The opposition is not all about ICE goons tramping into schools and libraries and snatching mothers and family members, however.
LA Times’ reporters Ana Ceballos and Andrea Castillo say Trump’s historic gains with Latinos last year boosted Republicans’ confidence that their economic message was helping them make inroads with the group.
“But polling shows that a majority of Latino voters now disapprove of how Trump and the Republicans in control of Congress are handling the economy,” said Ceballos and Castillo. “Half of Latinos said they expected Trump’s economic policies to leave them worse off a year from now in a Unidos poll released last week.”
“Now, I look at Trump different,” New Jersey voter Rumaldo Gomez told MSNBC. “The economy does not look good.”

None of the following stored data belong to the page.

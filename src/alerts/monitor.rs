//! On-demand alert check pass
//!
//! Walks a user's alerts once, moves the ones whose condition holds to
//! `Triggered` and turns each firing into a `Notification`. Persisting the
//! updated alerts and delivering email stay with the caller.

use chrono::{DateTime, Utc};

use super::notification::{Notification, NotificationType};
use super::types::{Alert, AlertStatus, AlertType};
use crate::projection::ProjectedFigures;

/// Outcome of one check pass
#[derive(Debug, Clone, Default)]
pub struct CheckReport {
    /// Active alerts looked at
    pub checked: usize,
    /// Alerts moved to `Triggered`
    pub triggered: usize,
    /// Reminder notifications emitted
    pub reminders_sent: usize,
    /// Notifications in alert order
    pub notifications: Vec<Notification>,
}

impl CheckReport {
    /// Message shown to the user after a manual check
    pub fn summary(&self) -> String {
        if self.triggered > 0 {
            format!("{} alert(s) triggered!", self.triggered)
        } else {
            "No alerts triggered. All conditions are within normal ranges.".to_string()
        }
    }

    /// Notifications whose alert asked for email delivery
    pub fn email_requests(&self) -> impl Iterator<Item = &Notification> {
        self.notifications.iter().filter(|n| n.send_email)
    }
}

/// Check every active alert once
///
/// `figures_for` resolves a scenario id to its current projected figures.
/// Alerts that are disabled or already triggered are skipped. Reminder
/// alerts are scheduled here instead of being evaluated on figures.
pub fn check_alerts<'a, F, L>(alerts: &mut [Alert], figures_for: L, now: DateTime<Utc>) -> CheckReport
where
    F: ProjectedFigures + 'a,
    L: Fn(u32) -> Option<&'a F>,
{
    let mut report = CheckReport::default();

    for alert in alerts.iter_mut().filter(|a| a.is_active()) {
        report.checked += 1;
        alert.last_checked = Some(now);

        if alert.alert_type() == AlertType::Reminder {
            if let Some(notification) = advance_reminder(alert, now) {
                report.reminders_sent += 1;
                report.notifications.push(notification);
            }
            continue;
        }

        let figures = alert.scenario_id.and_then(&figures_for);
        if alert.check_condition(figures) {
            alert.status = AlertStatus::Triggered;
            alert.triggered_at = Some(now);
            report.triggered += 1;

            log::debug!("Alert {} ({}) triggered", alert.id, alert.name);
            report.notifications.push(alert_notification(alert, now));
        }
    }

    log::info!(
        "Checked {} alerts: {} triggered, {} reminders",
        report.checked,
        report.triggered,
        report.reminders_sent
    );
    report
}

fn alert_notification(alert: &Alert, now: DateTime<Utc>) -> Notification {
    let mut notification = Notification::new(
        NotificationType::Alert,
        format!("Alert Triggered: {}", alert.name),
        alert.message.clone(),
        now,
    );
    notification.alert_id = Some(alert.id);
    notification.scenario_id = alert.scenario_id;
    notification.send_email = alert.send_email;
    notification
}

/// Fire a due reminder and schedule the next one
///
/// The first pass only schedules; a reminder without a frequency never fires.
fn advance_reminder(alert: &mut Alert, now: DateTime<Utc>) -> Option<Notification> {
    let interval = alert.reminder_interval()?;

    match alert.next_reminder {
        None => {
            alert.next_reminder = Some(now + interval);
            None
        }
        Some(due) if due <= now => {
            alert.next_reminder = Some(now + interval);

            let mut notification = Notification::new(
                NotificationType::Info,
                format!("Reminder: {}", alert.name),
                alert.message.clone(),
                now,
            );
            notification.alert_id = Some(alert.id);
            notification.scenario_id = alert.scenario_id;
            notification.send_email = alert.send_email;
            Some(notification)
        }
        Some(_) => None,
    }
}

#[cfg(test)]
mod tests {
    use super::*;
    use crate::alerts::AlertCondition;
    use crate::projection::ScenarioFigures;
    use chrono::{Duration, TimeZone};
    use rust_decimal_macros::dec;
    use std::collections::HashMap;

    fn now() -> DateTime<Utc> {
        Utc.with_ymd_and_hms(2025, 6, 1, 9, 0, 0).unwrap()
    }

    fn figures() -> HashMap<u32, ScenarioFigures> {
        HashMap::from([(
            1,
            ScenarioFigures {
                projected_value: dec!(300850.72),
                total_contributions: dec!(130000),
                total_gains: dec!(170850.72),
            },
        )])
    }

    fn reminder(days: u32) -> Alert {
        let mut alert = Alert::new(
            50,
            "Monthly review",
            AlertCondition {
                alert_type: AlertType::Reminder,
                target_value: None,
                target_roi_pct: None,
            },
            "Time to review your plan",
        );
        alert.reminder_frequency_days = Some(days);
        alert
    }

    #[test]
    fn test_met_condition_triggers_once() {
        let figures = figures();
        let mut alerts = vec![
            Alert::new(1, "300K", AlertCondition::value_target(AlertType::Milestone, dec!(300000)), "Reached 300K")
                .for_scenario(1),
            Alert::new(2, "1M", AlertCondition::value_target(AlertType::Goal, dec!(1000000)), "Millionaire")
                .for_scenario(1),
        ];
        alerts[0].send_email = true;

        let report = check_alerts(&mut alerts, |id| figures.get(&id), now());

        assert_eq!(report.checked, 2);
        assert_eq!(report.triggered, 1);
        assert_eq!(alerts[0].status, AlertStatus::Triggered);
        assert_eq!(alerts[0].triggered_at, Some(now()));
        assert_eq!(alerts[1].status, AlertStatus::Active);
        assert_eq!(alerts[1].last_checked, Some(now()));

        let notification = &report.notifications[0];
        assert_eq!(notification.title, "Alert Triggered: 300K");
        assert_eq!(notification.message, "Reached 300K");
        assert_eq!(notification.notification_type, NotificationType::Alert);
        assert_eq!(notification.alert_id, Some(1));
        assert_eq!(notification.scenario_id, Some(1));
        assert_eq!(report.email_requests().count(), 1);
        assert_eq!(report.summary(), "1 alert(s) triggered!");

        let second = check_alerts(&mut alerts, |id| figures.get(&id), now() + Duration::hours(1));
        assert_eq!(second.checked, 1);
        assert_eq!(second.triggered, 0);
        assert!(second.notifications.is_empty());
    }

    #[test]
    fn test_roi_target_against_linked_figures() {
        // 170850.72 / 130000 is roughly 131.42%
        let figures = figures();
        let mut alerts = vec![
            Alert::new(10, "130% ROI", AlertCondition::roi_target(dec!(130)), "").for_scenario(1),
            Alert::new(11, "132% ROI", AlertCondition::roi_target(dec!(132)), "").for_scenario(1),
        ];

        let report = check_alerts(&mut alerts, |id| figures.get(&id), now());

        assert_eq!(report.checked, 2);
        assert_eq!(report.triggered, 1);
        assert_eq!(alerts[0].status, AlertStatus::Triggered);
        assert_eq!(alerts[1].status, AlertStatus::Active);
        assert_eq!(report.notifications[0].alert_id, Some(10));
        assert_eq!(report.notifications[0].title, "Alert Triggered: 130% ROI");
    }

    #[test]
    fn test_unlinked_and_disabled_alerts_do_not_fire() {
        let figures = figures();
        let mut unlinked = Alert::new(1, "Any", AlertCondition::roi_target(dec!(10)), "");
        let mut disabled =
            Alert::new(2, "Off", AlertCondition::roi_target(dec!(10)), "").for_scenario(1);
        disabled.status = AlertStatus::Disabled;
        let missing = Alert::new(3, "Gone", AlertCondition::roi_target(dec!(10)), "").for_scenario(99);
        unlinked.send_email = true;

        let mut alerts = vec![unlinked, disabled, missing];
        let report = check_alerts(&mut alerts, |id| figures.get(&id), now());

        assert_eq!(report.checked, 2);
        assert_eq!(report.triggered, 0);
        assert_eq!(alerts[1].last_checked, None);
        assert_eq!(
            report.summary(),
            "No alerts triggered. All conditions are within normal ranges."
        );
    }

    #[test]
    fn test_reminder_schedule() {
        let figures = figures();
        let mut alerts = vec![reminder(7)];

        let first = check_alerts(&mut alerts, |id| figures.get(&id), now());
        assert_eq!(first.reminders_sent, 0);
        assert_eq!(alerts[0].next_reminder, Some(now() + Duration::days(7)));

        let early = check_alerts(&mut alerts, |id| figures.get(&id), now() + Duration::days(3));
        assert_eq!(early.reminders_sent, 0);

        let due = now() + Duration::days(7);
        let report = check_alerts(&mut alerts, |id| figures.get(&id), due);
        assert_eq!(report.reminders_sent, 1);
        assert_eq!(report.triggered, 0);
        assert_eq!(report.notifications[0].title, "Reminder: Monthly review");
        assert_eq!(report.notifications[0].notification_type, NotificationType::Info);
        assert_eq!(alerts[0].status, AlertStatus::Active);
        assert_eq!(alerts[0].next_reminder, Some(due + Duration::days(7)));
    }

    #[test]
    fn test_reminder_without_frequency_is_inert() {
        let figures = figures();
        let mut alert = reminder(0);
        alert.reminder_frequency_days = None;
        let mut alerts = vec![alert];

        let report = check_alerts(&mut alerts, |id| figures.get(&id), now());
        assert_eq!(report.checked, 1);
        assert!(report.notifications.is_empty());
        assert_eq!(alerts[0].next_reminder, None);
    }
}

While Latino voters fear being affected by immigration enforcement actions, the Unidos poll showed they are more concerned about cost of living, jobs and housing, with immigration ranking fifth on the list of concerns.
In New Jersey and Virginia, Ceballos and Castillo said Democrats’ double-digit victories were built on promises to reduce the cost of living, while blaming Trump for their economic pain. Democratic National Committee spokesman Marcus c told the LA Times that Democrats “expanded margins and flipped key counties by earning back Latino voters who know Trump’s economy leaves them behind.”
“These results show that Latino communities want progress, not a return to chaos and broken promises,” said Robinson.
But the economy “remains stagnant,” said Arellano. “Trump effectively declared war on Latin America with tariffs real and threatened and by bombing Venezuelan and Colombian boats suspected of carrying drugs without asking permission from Congress. Trump officials keep issuing punitive policies that crush the dreams of Latinos, like a crackdown on English fluency in the trucking industry and ending federal grants that helped colleges and universities recruit and retain Latino students.”
“Nationwide, we’re warning everyone from the front lines — the streets, the ballot box, the courtroom, everywhere — about the excesses of Trump and warning him what happens if he doesn’t listen,” Arellano said.